(WORK REQUIRED):
Some lines of these records may hold the word "deadline"; state how many, using only the number.

(RECORD SET):
>>>>

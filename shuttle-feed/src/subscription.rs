use std::{
    io::ErrorKind,
    net::{SocketAddr, TcpStream, ToSocketAddrs},
    sync::{
        atomic::{AtomicBool, Ordering},
        mpsc::{self, Receiver, Sender},
        Arc,
    },
    thread::{self, JoinHandle},
    time::{Duration, Instant},
};

use logger::{Color, Logger};
use tungstenite::{http::Uri, stream::MaybeTlsStream, HandshakeError, Message, WebSocket};

use crate::{config::FeedConfig, errors::FeedError, message::decode, state::ShuttleState};

type FeedSocket = WebSocket<MaybeTlsStream<TcpStream>>;

/// Host and port of a feed endpoint, checked before any I/O happens.
#[derive(Debug, Clone, PartialEq)]
pub struct Endpoint {
    pub url: String,
    pub host: String,
    pub port: u16,
}

impl Endpoint {
    /// Accepts `ws://` and `wss://` URLs only.
    pub fn parse(url: &str) -> Result<Self, FeedError> {
        let invalid = || FeedError::InvalidEndpoint(url.to_string());
        let uri: Uri = url.parse().map_err(|_| invalid())?;

        let default_port = match uri.scheme_str() {
            Some("ws") => 80,
            Some("wss") => 443,
            _ => return Err(invalid()),
        };
        let host = uri
            .host()
            .filter(|host| !host.is_empty())
            .ok_or_else(invalid)?
            .trim_start_matches('[')
            .trim_end_matches(']')
            .to_string();

        Ok(Self {
            url: url.to_string(),
            host,
            port: uri.port_u16().unwrap_or(default_port),
        })
    }

    fn socket_addr(&self) -> Result<SocketAddr, FeedError> {
        (self.host.as_str(), self.port)
            .to_socket_addrs()
            .map_err(|e| FeedError::Connection(e.to_string()))?
            .next()
            .ok_or_else(|| FeedError::Connection(format!("{} did not resolve", self.host)))
    }
}

/// An open feed channel.
///
/// Opening spawns one reader thread that connects, decodes every inbound
/// message and hands whole [`ShuttleState`] snapshots to the owner. Dropping
/// or closing the subscription stops that thread and closes the socket.
/// There is no reconnection: once the channel fails the owner keeps whatever
/// it received last.
pub struct Subscription {
    updates: Receiver<ShuttleState>,
    stop: Arc<AtomicBool>,
    closed: Arc<AtomicBool>,
    reader: Option<JoinHandle<()>>,
}

impl Subscription {
    /// Starts listening to the feed at `config.endpoint`.
    ///
    /// `notify` runs on the reader thread after each accepted snapshot, so a
    /// UI can schedule a repaint. Connection problems are logged, not
    /// returned: only an unusable endpoint fails here.
    pub fn open<F>(config: FeedConfig, logger: Logger, notify: F) -> Result<Self, FeedError>
    where
        F: Fn() + Send + 'static,
    {
        let endpoint = Endpoint::parse(&config.endpoint)?;
        let (sender, updates) = mpsc::channel();
        let stop = Arc::new(AtomicBool::new(false));
        let closed = Arc::new(AtomicBool::new(false));

        let reader = {
            let stop = Arc::clone(&stop);
            let closed = Arc::clone(&closed);
            thread::Builder::new()
                .name("shuttle-feed".to_string())
                .spawn(move || {
                    run_reader(&config, &endpoint, &sender, &stop, &notify, &logger);
                    closed.store(true, Ordering::SeqCst);
                })?
        };

        Ok(Self {
            updates,
            stop,
            closed,
            reader: Some(reader),
        })
    }

    /// Newest snapshot received since the last call, if any. Older pending
    /// snapshots are discarded.
    pub fn try_latest(&self) -> Option<ShuttleState> {
        self.updates.try_iter().last()
    }

    /// Whether the reader has stopped, either on request or because the
    /// channel failed.
    pub fn is_closed(&self) -> bool {
        self.closed.load(Ordering::SeqCst)
    }

    /// Stops the reader and waits for it to release the socket.
    pub fn close(mut self) {
        self.shutdown();
    }

    fn shutdown(&mut self) {
        self.stop.store(true, Ordering::SeqCst);
        if let Some(reader) = self.reader.take() {
            let _ = reader.join();
        }
    }
}

impl Drop for Subscription {
    fn drop(&mut self) {
        self.shutdown();
    }
}

fn run_reader<F: Fn()>(
    config: &FeedConfig,
    endpoint: &Endpoint,
    sender: &Sender<ShuttleState>,
    stop: &AtomicBool,
    notify: &F,
    logger: &Logger,
) {
    let mut socket = match connect(config, endpoint, stop) {
        Ok(None) => {
            let _ = logger.info("Feed subscription closed while connecting", Color::Cyan, false);
            return;
        }
        Ok(Some(socket)) => {
            let _ = logger.info(
                &format!("Connected to feed at {}", endpoint.url),
                Color::Green,
                false,
            );
            socket
        }
        Err(e) => {
            let _ = logger.error(&e.to_string(), true);
            return;
        }
    };

    match read_loop(&mut socket, sender, stop, notify, logger) {
        Ok(()) => {
            let _ = logger.info("Feed subscription closed", Color::Cyan, false);
        }
        Err(FeedError::Closed) => {
            let _ = logger.warn("Feed closed by remote, keeping last known state", true);
        }
        Err(e) => {
            let _ = logger.error(&format!("{}, keeping last known state", e), true);
        }
    }
}

// Returns `None` when the subscription is closed before the handshake ends.
fn connect(
    config: &FeedConfig,
    endpoint: &Endpoint,
    stop: &AtomicBool,
) -> Result<Option<FeedSocket>, FeedError> {
    let addr = endpoint.socket_addr()?;
    let stream = TcpStream::connect_timeout(&addr, config.connect_timeout)
        .map_err(|e| FeedError::Connection(e.to_string()))?;
    if stop.load(Ordering::SeqCst) {
        return Ok(None);
    }
    stream.set_read_timeout(Some(config.poll_interval))?;
    stream.set_write_timeout(Some(config.connect_timeout))?;

    let deadline = Instant::now() + config.connect_timeout;
    let mut attempt = tungstenite::client_tls(endpoint.url.as_str(), stream);
    let socket = loop {
        match attempt {
            Ok((socket, _response)) => break socket,
            Err(HandshakeError::Interrupted(handshake)) => {
                if stop.load(Ordering::SeqCst) {
                    return Ok(None);
                }
                if Instant::now() >= deadline {
                    return Err(FeedError::Handshake(format!(
                        "{} did not answer the upgrade in time",
                        endpoint.url
                    )));
                }
                attempt = handshake.handshake();
            }
            Err(HandshakeError::Failure(e)) => return Err(FeedError::Handshake(e.to_string())),
        }
    };

    set_poll_timeout(socket.get_ref(), config.poll_interval)?;
    Ok(Some(socket))
}

// Reads must time out so the stop flag gets checked.
fn set_poll_timeout(stream: &MaybeTlsStream<TcpStream>, timeout: Duration) -> Result<(), FeedError> {
    match stream {
        MaybeTlsStream::Plain(tcp) => tcp.set_read_timeout(Some(timeout))?,
        MaybeTlsStream::Rustls(tls) => tls.get_ref().set_read_timeout(Some(timeout))?,
        _ => {}
    }
    Ok(())
}

fn read_loop<F: Fn()>(
    socket: &mut FeedSocket,
    sender: &Sender<ShuttleState>,
    stop: &AtomicBool,
    notify: &F,
    logger: &Logger,
) -> Result<(), FeedError> {
    while !stop.load(Ordering::SeqCst) {
        match socket.read() {
            Ok(Message::Close(_)) => return Err(FeedError::Closed),
            Ok(message) if message.is_text() || message.is_binary() => {
                match message.to_text().map_err(FeedError::from).and_then(decode) {
                    Ok(state) => {
                        if sender.send(state).is_err() {
                            return Ok(());
                        }
                        notify();
                    }
                    Err(e) => {
                        let _ = logger.warn(&format!("Skipping feed message: {}", e), false);
                    }
                }
            }
            Ok(_) => {}
            Err(tungstenite::Error::Io(e))
                if matches!(e.kind(), ErrorKind::WouldBlock | ErrorKind::TimedOut) => {}
            Err(e) => return Err(e.into()),
        }
    }

    let _ = socket.close(None);
    let _ = socket.flush();
    Ok(())
}

#[cfg(test)]
mod tests {
    use super::*;

    #[test]
    fn test_parse_plain_endpoint_with_port() {
        let endpoint = Endpoint::parse("ws://127.0.0.1:8080").unwrap();

        assert_eq!(endpoint.host, "127.0.0.1");
        assert_eq!(endpoint.port, 8080);
    }

    #[test]
    fn test_parse_uses_scheme_default_port() {
        assert_eq!(Endpoint::parse("ws://shuttle.local/feed").unwrap().port, 80);
        assert_eq!(Endpoint::parse("wss://shuttle.local/feed").unwrap().port, 443);
    }

    #[test]
    fn test_parse_strips_ipv6_brackets() {
        assert_eq!(Endpoint::parse("ws://[::1]:9000").unwrap().host, "::1");
    }

    #[test]
    fn test_parse_rejects_other_schemes() {
        for url in ["http://shuttle.local", "127.0.0.1:8080", "", "ws://"] {
            assert!(
                matches!(Endpoint::parse(url), Err(FeedError::InvalidEndpoint(_))),
                "{url} should be rejected"
            );
        }
    }

    #[test]
    fn test_open_rejects_invalid_endpoint() {
        let result = Subscription::open(FeedConfig::new("tcp://nowhere"), Logger::console("test"), || {});

        assert!(matches!(result, Err(FeedError::InvalidEndpoint(_))));
    }
}
use std::{env, time::Duration};

pub const DEFAULT_ENDPOINT: &str = "ws://127.0.0.1:8080";
const ENDPOINT_VAR: &str = "SHUTTLE_FEED_ADDR";
const POLL_INTERVAL_MS: u64 = 250;
const CONNECT_TIMEOUT_SECS: u64 = 3;

/// Where the feed lives and how the reader paces itself.
#[derive(Debug, Clone, PartialEq)]
pub struct FeedConfig {
    pub endpoint: String,
    /// Socket read timeout. Bounds how long closing a subscription waits for
    /// the reader to notice.
    pub poll_interval: Duration,
    pub connect_timeout: Duration,
}

impl Default for FeedConfig {
    fn default() -> Self {
        Self::new(DEFAULT_ENDPOINT)
    }
}

impl FeedConfig {
    pub fn new(endpoint: &str) -> Self {
        Self {
            endpoint: endpoint.to_string(),
            poll_interval: Duration::from_millis(POLL_INTERVAL_MS),
            connect_timeout: Duration::from_secs(CONNECT_TIMEOUT_SECS),
        }
    }

    /// Reads the endpoint from `SHUTTLE_FEED_ADDR`, falling back to the local
    /// simulator address.
    pub fn from_env() -> Self {
        match env::var(ENDPOINT_VAR) {
            Ok(endpoint) if !endpoint.trim().is_empty() => Self::new(endpoint.trim()),
            _ => Self::default(),
        }
    }
}

#[cfg(test)]
mod tests {
    use super::*;

    #[test]
    fn test_default_points_at_local_simulator() {
        let config = FeedConfig::default();

        assert_eq!(config.endpoint, "ws://127.0.0.1:8080");
        assert_eq!(config.poll_interval, Duration::from_millis(250));
    }

    #[test]
    fn test_new_keeps_endpoint() {
        assert_eq!(
            FeedConfig::new("wss://shuttle.example.org/feed").endpoint,
            "wss://shuttle.example.org/feed"
        );
    }
}
use viewport::Coordinates;

#[derive(Debug, Clone, Copy, PartialEq, Eq)]
pub enum MarkerKind {
    Stop,
    Bus,
}

/// A point drawn on the map with its callout text.
#[derive(Debug, Clone, PartialEq)]
pub struct Marker {
    pub id: String,
    pub kind: MarkerKind,
    pub position: Coordinates,
    pub title: String,
    pub label: String,
}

<<<<

(SOLUTION FOR THIS PROBLEM):
2